Ad Hoc Vehicular Fog Enabling Cooperative Low-Latency Intrusion Detection

Internet of Vehicles and vehicular networks have been compelling targets for malicious security attacks where several intrusion detection solutions have been proposed for protecting them. Nonetheless, their main problem lies in their heavy computation, which makes them unsuitable for next-generation artificial intelligence-powered self-driving vehicles whose computational power needs to be primarily reserved for real-time driving decisions. To address this challenge, several approaches have been lately presented to take advantage of the cloud computing for offloading intrusion detection tasks to central cloud servers, thus reducing storage and processing costs on vehicles. However, centralized cloud computing entails high latency on intrusion detection related data transmission and plays against its adoption in delay-critical intelligent applications.
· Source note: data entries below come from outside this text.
//! Net headcount increase derivation.
//!
//! This module derives the year-over-year growth in total headcount and in
//! youth headcount, and caps the youth growth at the total growth.

use crate::models::AuditStep;

use super::ValidatedHeadcounts;

/// The derived increases.
#[derive(Debug, Clone, Copy, PartialEq, Eq)]
pub struct NetIncrease {
    /// Regular plus youth workers in the prior year.
    pub total_prior: u64,
    /// Regular plus youth workers in the current year.
    pub total_current: u64,
    /// Growth in total headcount, floored at zero.
    pub net_total_increase: u64,
    /// Growth in youth headcount floored at zero, before the cap.
    pub raw_youth_increase: u64,
    /// Growth in youth headcount after capping at `net_total_increase`.
    pub net_youth_increase: u64,
    /// Whether the cap reduced the youth increase.
    pub youth_cap_applied: bool,
}

/// Derives the net total and net youth increases without an audit step.
///
/// A decrease or no change yields zero, never a negative increase. The youth
/// increase is then capped at the total increase: youth growth only counts
/// toward the bonus when it is part of the overall growth, so a youth
/// increase offset by a fall elsewhere is cut back to the total.
pub fn derive_net_increase(headcounts: &ValidatedHeadcounts) -> NetIncrease {
    // Validated counts fit in i64, so these sums cannot overflow u64.
    let total_prior = headcounts.prior_regular + headcounts.prior_youth;
    let total_current = headcounts.current_regular + headcounts.current_youth;

    let net_total_increase = total_current.saturating_sub(total_prior);
    let raw_youth_increase = headcounts
        .current_youth
        .saturating_sub(headcounts.prior_youth);
    let net_youth_increase = raw_youth_increase.min(net_total_increase);

    NetIncrease {
        total_prior,
        total_current,
        net_total_increase,
        raw_youth_increase,
        net_youth_increase,
        youth_cap_applied: net_youth_increase < raw_youth_increase,
    }
}

/// The derived increases, including the audit step.
#[derive(Debug, Clone)]
pub struct NetIncreaseResult {
    /// Regular plus youth workers in the prior year.
    pub total_prior: u64,
    /// Regular plus youth workers in the current year.
    pub total_current: u64,
    /// Growth in total headcount, floored at zero.
    pub net_total_increase: u64,
    /// Growth in youth headcount floored at zero, before the cap.
    pub raw_youth_increase: u64,
    /// Growth in youth headcount after capping at `net_total_increase`.
    pub net_youth_increase: u64,
    /// Whether the cap reduced the youth increase.
    pub youth_cap_applied: bool,
    /// The audit step recording this derivation.
    pub audit_step: AuditStep,
}

impl NetIncreaseResult {
    /// Returns the derived increases without the audit step.
    pub fn increase(&self) -> NetIncrease {
        NetIncrease {
            total_prior: self.total_prior,
            total_current: self.total_current,
            net_total_increase: self.net_total_increase,
            raw_youth_increase: self.raw_youth_increase,
            net_youth_increase: self.net_youth_increase,
            youth_cap_applied: self.youth_cap_applied,
        }
    }
}

/// Derives the net total and net youth increases and records the
/// derivation; see [`derive_net_increase`].
///
/// # Examples
///
/// ```
/// use employment_credit::calculation::{calculate_net_increase, validate_headcounts};
/// use employment_credit::models::WorkforceSnapshot;
///
/// let validated = validate_headcounts(&WorkforceSnapshot::new(18, 5, 16, 8), 1).unwrap();
/// let result = calculate_net_increase(&validated.headcounts, 2);
///
/// assert_eq!(result.net_total_increase, 1);
/// assert_eq!(result.raw_youth_increase, 3);
/// assert_eq!(result.net_youth_increase, 1);
/// assert!(result.youth_cap_applied);
/// ```
pub fn calculate_net_increase(
    headcounts: &ValidatedHeadcounts,
    step_number: u32,
) -> NetIncreaseResult {
    let NetIncrease {
        total_prior,
        total_current,
        net_total_increase,
        raw_youth_increase,
        net_youth_increase,
        youth_cap_applied,
    } = derive_net_increase(headcounts);

    let reasoning = if youth_cap_applied {
        format!(
            "Total headcount {} -> {} gives net increase {}; youth {} -> {} gives {} (capped at net increase {})",
            total_prior,
            total_current,
            net_total_increase,
            headcounts.prior_youth,
            headcounts.current_youth,
            raw_youth_increase,
            net_youth_increase
        )
    } else {
        format!(
            "Total headcount {} -> {} gives net increase {}; youth {} -> {} gives {}",
            total_prior,
            total_current,
            net_total_increase,
            headcounts.prior_youth,
            headcounts.current_youth,
            net_youth_increase
        )
    };

    let audit_step = AuditStep {
        step_number,
        rule_id: "net_increase".to_string(),
        rule_name: "Net Headcount Increase".to_string(),
        input: serde_json::json!({
            "prior_regular": headcounts.prior_regular,
            "prior_youth": headcounts.prior_youth,
            "current_regular": headcounts.current_regular,
            "current_youth": headcounts.current_youth
        }),
        output: serde_json::json!({
            "total_prior": total_prior,
            "total_current": total_current,
            "net_total_increase": net_total_increase,
            "raw_youth_increase": raw_youth_increase,
            "net_youth_increase": net_youth_increase,
            "youth_cap_applied": youth_cap_applied
        }),
        reasoning,
    };

    NetIncreaseResult {
        total_prior,
        total_current,
        net_total_increase,
        raw_youth_increase,
        net_youth_increase,
        youth_cap_applied,
        audit_step,
    }
}
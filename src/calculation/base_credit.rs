//! Base credit calculation.
//!
//! Every net additional worker earns the base per-head amount.

use crate::error::EngineResult;
use crate::models::{AuditStep, RateSchedule};

use super::component::{CreditComponentResult, price_heads};

/// Calculates the base credit for a net total increase.
///
/// # Errors
///
/// Returns `CalculationError` if the product overflows.
///
/// # Examples
///
/// ```
/// use employment_credit::calculation::calculate_base_credit;
/// use employment_credit::models::RateSchedule;
///
/// let result = calculate_base_credit(4, &RateSchedule::default(), 3).unwrap();
/// assert_eq!(result.amount, 20_000_000);
/// ```
pub fn calculate_base_credit(
    net_total_increase: u64,
    rates: &RateSchedule,
    step_number: u32,
) -> EngineResult<CreditComponentResult> {
    let amount = price_heads("base credit", net_total_increase, rates.base_per_head)?;

    let audit_step = AuditStep {
        step_number,
        rule_id: "base_credit".to_string(),
        rule_name: "Base Credit".to_string(),
        input: serde_json::json!({
            "net_total_increase": net_total_increase,
            "base_per_head": rates.base_per_head
        }),
        output: serde_json::json!({
            "amount": amount
        }),
        reasoning: format!(
            "{} net additional workers × {} = {}",
            net_total_increase, rates.base_per_head, amount
        ),
    };

    Ok(CreditComponentResult { amount, audit_step })
}
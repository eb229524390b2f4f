//! Property tests for the credit calculation.

use proptest::prelude::*;

use employment_credit::calculation::{compute, compute_with_audit};
use employment_credit::error::EngineError;
use employment_credit::models::{RateSchedule, WorkforceSnapshot};

const MAX_HEADS: i64 = 100_000;
const MAX_RATE: u64 = 100_000_000;

fn headcount() -> impl Strategy<Value = i64> {
    0..=MAX_HEADS
}

fn rate_schedule() -> impl Strategy<Value = RateSchedule> {
    (0..=MAX_RATE, 0..=MAX_RATE, 0..=MAX_RATE)
        .prop_map(|(base, youth, non_metro)| RateSchedule::new(base, youth, non_metro))
}

proptest! {
    #[test]
    fn increases_are_bounded(
        prior_regular in headcount(),
        prior_youth in headcount(),
        current_regular in headcount(),
        current_youth in headcount(),
        is_non_metro in any::<bool>(),
        rates in rate_schedule()
    ) {
        let result = compute(
            prior_regular, prior_youth, current_regular, current_youth, is_non_metro, &rates,
        ).unwrap();

        prop_assert!(result.net_youth_increase <= result.net_total_increase);
        prop_assert_eq!(
            result.net_total_increase,
            result.total_headcount_current.saturating_sub(result.total_headcount_prior)
        );
    }

    #[test]
    fn no_growth_means_no_base_or_regional_credit(
        prior_regular in headcount(),
        prior_youth in headcount(),
        shrink_regular in 0..=MAX_HEADS,
        shrink_youth in 0..=MAX_HEADS,
        rates in rate_schedule()
    ) {
        let current_regular = (prior_regular - shrink_regular).max(0);
        let current_youth = (prior_youth - shrink_youth).max(0);

        let result = compute(
            prior_regular, prior_youth, current_regular, current_youth, true, &rates,
        ).unwrap();

        prop_assert_eq!(result.net_total_increase, 0);
        prop_assert_eq!(result.base_credit, 0);
        prop_assert_eq!(result.non_metro_credit, 0);
        prop_assert_eq!(result.total_credit, 0);
    }

    #[test]
    fn total_is_sum_of_components(
        prior_regular in headcount(),
        prior_youth in headcount(),
        current_regular in headcount(),
        current_youth in headcount(),
        is_non_metro in any::<bool>(),
        rates in rate_schedule()
    ) {
        let result = compute(
            prior_regular, prior_youth, current_regular, current_youth, is_non_metro, &rates,
        ).unwrap();

        prop_assert_eq!(
            result.total_credit,
            result.base_credit + result.youth_credit + result.non_metro_credit
        );
        if !is_non_metro {
            prop_assert_eq!(result.non_metro_credit, 0);
        }
    }

    #[test]
    fn more_current_workers_never_lowers_credit(
        prior_regular in headcount(),
        prior_youth in headcount(),
        current_regular in headcount(),
        current_youth in headcount(),
        extra in 1..=1_000i64,
        add_youth in any::<bool>(),
        is_non_metro in any::<bool>(),
        rates in rate_schedule()
    ) {
        let before = compute(
            prior_regular, prior_youth, current_regular, current_youth, is_non_metro, &rates,
        ).unwrap();

        let (more_regular, more_youth) = if add_youth {
            (current_regular, current_youth + extra)
        } else {
            (current_regular + extra, current_youth)
        };
        let after = compute(
            prior_regular, prior_youth, more_regular, more_youth, is_non_metro, &rates,
        ).unwrap();

        prop_assert!(after.total_credit >= before.total_credit);
    }

    #[test]
    fn audited_calculation_agrees_with_compute(
        counts in prop::array::uniform4(-10i64..=MAX_HEADS),
        is_non_metro in any::<bool>(),
        rates in rate_schedule()
    ) {
        let plain = compute(counts[0], counts[1], counts[2], counts[3], is_non_metro, &rates);
        let snapshot = WorkforceSnapshot::new(counts[0], counts[1], counts[2], counts[3]);
        let audited = compute_with_audit(&snapshot, is_non_metro, &rates, 1);

        match (plain, audited) {
            (Ok(plain), Ok(audited)) => {
                prop_assert_eq!(plain, audited.result);
                prop_assert_eq!(audited.steps.len(), 5);
            }
            (
                Err(EngineError::Validation { field: a, value: x }),
                Err(EngineError::Validation { field: b, value: y }),
            ) => {
                prop_assert_eq!(a, b);
                prop_assert_eq!(x, y);
            }
            (plain, audited) => prop_assert!(
                false,
                "paths disagree: {:?} vs {:?}",
                plain,
                audited.map(|a| a.result)
            ),
        }
    }

    #[test]
    fn any_negative_input_is_rejected(
        counts in prop::array::uniform4(headcount()),
        negative_at in 0usize..4,
        negative in -MAX_HEADS..=-1,
        rates in rate_schedule()
    ) {
        let mut counts = counts;
        counts[negative_at] = negative;

        let result = compute(counts[0], counts[1], counts[2], counts[3], false, &rates);

        match result {
            Err(EngineError::Validation { value, .. }) => prop_assert_eq!(value, negative),
            other => prop_assert!(false, "expected validation error, got {:?}", other),
        }
    }
}
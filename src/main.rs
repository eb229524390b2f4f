//! HTTP server for the employment credit engine.
//!
//! Environment:
//! - `CREDIT_ENGINE_CONFIG_DIR`: rate configuration directory (default `./config/default`)
//! - `CREDIT_ENGINE_ADDR`: listen address (default `127.0.0.1:3000`)
//! - `RUST_LOG`: log filter (default `info`)

use std::net::SocketAddr;

use employment_credit::api::{AppState, create_router};
use employment_credit::config::ConfigLoader;
use tracing::info;
use tracing_subscriber::EnvFilter;

const DEFAULT_CONFIG_DIR: &str = "./config/default";
const DEFAULT_ADDR: &str = "127.0.0.1:3000";

type BoxError = Box<dyn std::error::Error + Send + Sync>;

fn init_tracing() {
    let env_filter = EnvFilter::try_from_default_env().unwrap_or_else(|_| EnvFilter::new("info"));
    let _ = tracing_subscriber::fmt().with_env_filter(env_filter).try_init();
}

async fn run() -> Result<(), BoxError> {
    init_tracing();

    let config_dir =
        std::env::var("CREDIT_ENGINE_CONFIG_DIR").unwrap_or_else(|_| DEFAULT_CONFIG_DIR.to_string());
    let addr: SocketAddr = std::env::var("CREDIT_ENGINE_ADDR")
        .unwrap_or_else(|_| DEFAULT_ADDR.to_string())
        .parse()?;

    let config = ConfigLoader::load(&config_dir)?;
    info!(
        config_dir = %config_dir,
        scheme = %config.schedule().code,
        schedules = config.config().rates().len(),
        "Loaded rate configuration"
    );

    let app = create_router(AppState::new(config));
    let listener = tokio::net::TcpListener::bind(addr).await?;
    info!(%addr, "employment-credit listening");

    axum::serve(listener, app).await?;
    Ok(())
}

#[tokio::main]
async fn main() {
    if let Err(err) = run().await {
        tracing::error!(error = %err, "employment-credit failed");
        std::process::exit(1);
    }
}
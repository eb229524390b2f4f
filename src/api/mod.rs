//! HTTP API module for the employment credit engine.
//!
//! This module provides the REST API endpoint for calculating the
//! employment increase credit.

mod handlers;
mod request;
mod response;
mod state;

pub use handlers::create_router;
pub use request::{CalculationRequest, HeadcountRequest};
pub use response::ApiError;
pub use state::AppState;
//! Calculation result models for the employment credit engine.
//!
//! This module contains the [`CalculationResult`] produced by the calculation
//! core, the audit trace types that explain it, and the [`CreditAssessment`]
//! envelope returned by the API.

use chrono::{DateTime, Utc};
use serde::{Deserialize, Serialize};
use uuid::Uuid;

use super::RateSchedule;

/// Headcount totals and credit components for one calculation.
///
/// Every field is a non-negative integer. `total_credit` always equals the
/// sum of the three credit components.
///
/// # Example
///
/// ```
/// use employment_credit::models::CalculationResult;
///
/// let result = CalculationResult {
///     total_headcount_prior: 23,
///     total_headcount_current: 27,
///     net_total_increase: 4,
///     youth_prior: 5,
///     youth_current: 7,
///     net_youth_increase: 2,
///     base_credit: 20_000_000,
///     youth_credit: 14_000_000,
///     non_metro_credit: 0,
///     total_credit: 34_000_000,
/// };
/// assert_eq!(
///     result.total_credit,
///     result.base_credit + result.youth_credit + result.non_metro_credit
/// );
/// ```
#[derive(Debug, Clone, Copy, PartialEq, Eq, Serialize, Deserialize)]
pub struct CalculationResult {
    /// Regular plus youth workers in the prior year.
    pub total_headcount_prior: u64,
    /// Regular plus youth workers in the current year.
    pub total_headcount_current: u64,
    /// Year-over-year growth in total headcount, floored at zero.
    pub net_total_increase: u64,
    /// Youth workers in the prior year.
    pub youth_prior: u64,
    /// Youth workers in the current year.
    pub youth_current: u64,
    /// Growth in youth headcount, floored at zero and capped at `net_total_increase`.
    pub net_youth_increase: u64,
    /// `net_total_increase` priced at the base rate.
    pub base_credit: u64,
    /// `net_youth_increase` priced at the youth bonus rate.
    pub youth_credit: u64,
    /// `net_total_increase` priced at the non-metro rate, or zero for metro workplaces.
    pub non_metro_credit: u64,
    /// Sum of the three credit components.
    pub total_credit: u64,
}

/// A single step in the audit trace recording a calculation decision.
#[derive(Debug, Clone, PartialEq, Eq, Serialize, Deserialize)]
pub struct AuditStep {
    /// The sequential step number.
    pub step_number: u32,
    /// The unique identifier of the rule that was applied.
    pub rule_id: String,
    /// The human-readable name of the rule.
    pub rule_name: String,
    /// The input data for this step.
    pub input: serde_json::Value,
    /// The output data from this step.
    pub output: serde_json::Value,
    /// Human-readable explanation of the decision.
    pub reasoning: String,
}

/// A warning generated during calculation.
///
/// Warnings flag outcomes a reviewer may want to double check; they never
/// change the result.
#[derive(Debug, Clone, PartialEq, Eq, Serialize, Deserialize)]
pub struct AuditWarning {
    /// A code identifying the type of warning.
    pub code: String,
    /// A human-readable description of the warning.
    pub message: String,
    /// The severity level (e.g., "low", "medium", "high").
    pub severity: String,
}

/// The complete audit trace for a calculation.
#[derive(Debug, Clone, PartialEq, Eq, Serialize, Deserialize)]
pub struct AuditTrace {
    /// The sequence of calculation steps.
    pub steps: Vec<AuditStep>,
    /// Any warnings generated during calculation.
    pub warnings: Vec<AuditWarning>,
    /// The total calculation duration in microseconds.
    pub duration_us: u64,
}

/// Where the rates applied to a calculation came from.
#[derive(Debug, Clone, Copy, PartialEq, Eq, Serialize, Deserialize)]
#[serde(rename_all = "snake_case")]
pub enum RateSource {
    /// Rates supplied with the request.
    RequestOverride,
    /// Rates looked up from the loaded schedule configuration.
    Config,
}

/// A calculation result together with the context it was produced in.
#[derive(Debug, Clone, PartialEq, Eq, Serialize, Deserialize)]
pub struct CreditAssessment {
    /// Unique identifier for this calculation.
    pub calculation_id: Uuid,
    /// When the calculation was performed.
    pub timestamp: DateTime<Utc>,
    /// The version of the engine that performed the calculation.
    pub engine_version: String,
    /// Whether the workplace is outside the metro region.
    pub is_non_metro: bool,
    /// The rates the calculation was priced with.
    pub rates: RateSchedule,
    /// Where `rates` came from.
    pub rate_source: RateSource,
    /// Headcount totals and credit components.
    pub result: CalculationResult,
    /// Complete audit trace of calculation decisions.
    pub audit_trace: AuditTrace,
}

#[cfg(test)]
mod tests {
    use super::*;

    fn sample_result() -> CalculationResult {
        CalculationResult {
            total_headcount_prior: 23,
            total_headcount_current: 24,
            net_total_increase: 1,
            youth_prior: 5,
            youth_current: 8,
            net_youth_increase: 1,
            base_credit: 5_000_000,
            youth_credit: 7_000_000,
            non_metro_credit: 0,
            total_credit: 12_000_000,
        }
    }

    #[test]
    fn test_calculation_result_serialization() {
        let json = serde_json::to_value(sample_result()).unwrap();
        assert_eq!(json["net_total_increase"], 1);
        assert_eq!(json["youth_credit"], 7_000_000);
        assert_eq!(json["total_credit"], 12_000_000);
    }

    #[test]
    fn test_rate_source_serialization() {
        let json = serde_json::to_string(&RateSource::RequestOverride).unwrap();
        assert_eq!(json, "\"request_override\"");

        let source: RateSource = serde_json::from_str("\"config\"").unwrap();
        assert_eq!(source, RateSource::Config);
    }

    #[test]
    fn test_credit_assessment_round_trips_through_json() {
        let assessment = CreditAssessment {
            calculation_id: Uuid::new_v4(),
            timestamp: Utc::now(),
            engine_version: "0.1.0".to_string(),
            is_non_metro: false,
            rates: RateSchedule::default(),
            rate_source: RateSource::Config,
            result: sample_result(),
            audit_trace: AuditTrace {
                steps: vec![],
                warnings: vec![],
                duration_us: 12,
            },
        };

        let json = serde_json::to_string(&assessment).unwrap();
        let parsed: CreditAssessment = serde_json::from_str(&json).unwrap();
        assert_eq!(parsed, assessment);
    }
}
In this context, this article proposes a vehicular-edge computing (VEC) fog-enabled scheme allowing offloading intrusion detection tasks to federated vehicle nodes located within nearby formed ad hoc vehicular fog to be cooperatively executed with minimal latency. The problem has been formulated as a multiobjective optimization model and solved using a genetic algorithm maximizing offloading survivability in the presence of high mobility and minimizing computation execution time and energy consumption. Experiments performed on resource-constrained devices within actual ad hoc fog environment illustrate that our solution significantly reduces the execution time of the detection process while maximizing the offloading survivability under different real-life scenarios.